Although the law allows you to use marijuana within the legal limit, it doesn’t allow you to cultivate, purchase or use marijuana anywhere. You can only consume marijuana products in private and with the property owner's consent, meaning your landlord could prohibit marijuana consumption in their property. Again, HS 11357 allows for recreational use of marijuana in business places that hold valid commercial marijuana use licenses.
However, the use of marijuana in any public place or location where tobacco smoking is lawful is an infraction, even if it’s at a marijuana retailer shop. Further, the law prohibits riding a bicycle when under the influence of marijuana, driving passengers, or carrying an open container with marijuana in your vehicle.
Instances when Possession of Marijuana for Personal Use becomes a Crime
You will face infraction or misdemeanor charges when you possess marijuana under any of the following circumstances:
- You are below 21 years.
- You possess over 28.5 grams of marijuana or four grams of hashish
- You have hashish or marijuana on K-12 school grounds while learning is in progress
Penalties for HS 11357 Violation
If you are apprehended under any of the above circumstances, you will face charges and possible conviction. When you are below 21 and are arrested for possession of hashish or marijuana, you will face infraction charges. Upon conviction, you will be subject to a monetary court fine of no more than $100 if you are over 18. However, if you are below 18, the court will impose mandatory drug counseling and community hours as punishment.
When you are over 18 and are apprehended for having over 28.5g of cannabis or over eight grams of hashish, the prosecuting team will charge you with a misdemeanor. If found guilty, you risk up to half a year in county jail or a monetary court fine not exceeding $500.
For a person 18 or over, possessing over 28.5g of marijuana or more than eight grams of hashish will result in misdemeanor charges. If the court rules against them, they risk possible jail incarceration of a maximum of six months. The court might also order you to pay no more than $500 in monetary court fines.
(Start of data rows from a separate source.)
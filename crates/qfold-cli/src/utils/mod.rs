pub mod io;
pub mod progress;
//! Immutable reference data: residue properties, the dipeptide instability table, Ramachandran
//! region populations and experimental secondary-structure references.

pub mod instability;
pub mod properties;
pub mod reference;

pub use reference::{ReferenceTables, TableLoadError};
However, if you are 18 or younger and are arrested for simply possessing 28.5g or more of marijuana or 8g of hashish, you will be charged with an infraction. The punishment for this offense is community labor and attending drug counseling sessions.
Note that even though marijuana was legalized, if you are found in possession of the legal amount of this substance on K-12 school grounds, and you are 18 or older, you will face misdemeanor charges. When convicted, you will pay a court fine of as much as $250. However, if you are below eighteen and apprehended for possession of cannabis or hashish on K-12 school grounds, the sentence will be less stringent because there are no court fines. You are only required to attend drug counseling sessions and community labor. If the amount you or a loved one possesses on K-12 school grounds exceeds the legal amount, you will need an experienced criminal attorney for legal counsel.
Having an attorney in your corner can help reduce the charges or the penalties of a conviction. Mainly, when a minor possesses any amount of marijuana or hashish, or an adult carries more than an ounce of marijuana, there will be penalties for violating HS 11357. Luckily, you have an opportunity to contest the charges in court. You can start by asserting that you didn’t physically carry the weed, and you were not even aware it was within your person.
Additionally, you can argue that although you were carrying the pot, it was discovered in an illegal search, making the evidence obtained in the process inadmissible in court. However, the arresting officer must have initiated an unlawful traffic stop to use this argument as your defense.
Alternatively, you can use the defense if the search warrant used in your arrest was illegal or the officers conducted their search past the scope provided in the warrant. If any of these situations apply in your case, you can file a motion to suppress under PEN 1538.5. After the motion is successful, the charges will be significantly reduced, or the case dismissed entirely.
Weed Cultivation Statutes
Under California HS 11358, a person 21 or older is permitted to cultivate no more than six plants of marijuana for recreational use. Cultivation for purposes of this statute means planting, picking, drying, and processing. Further, Prop 64 restricts where marijuana plants can be cultivated. The law requires the cultivation to be done indoors, where minors cannot access, although some local jurisdictions like Los Angeles allow for weed cultivation outdoors.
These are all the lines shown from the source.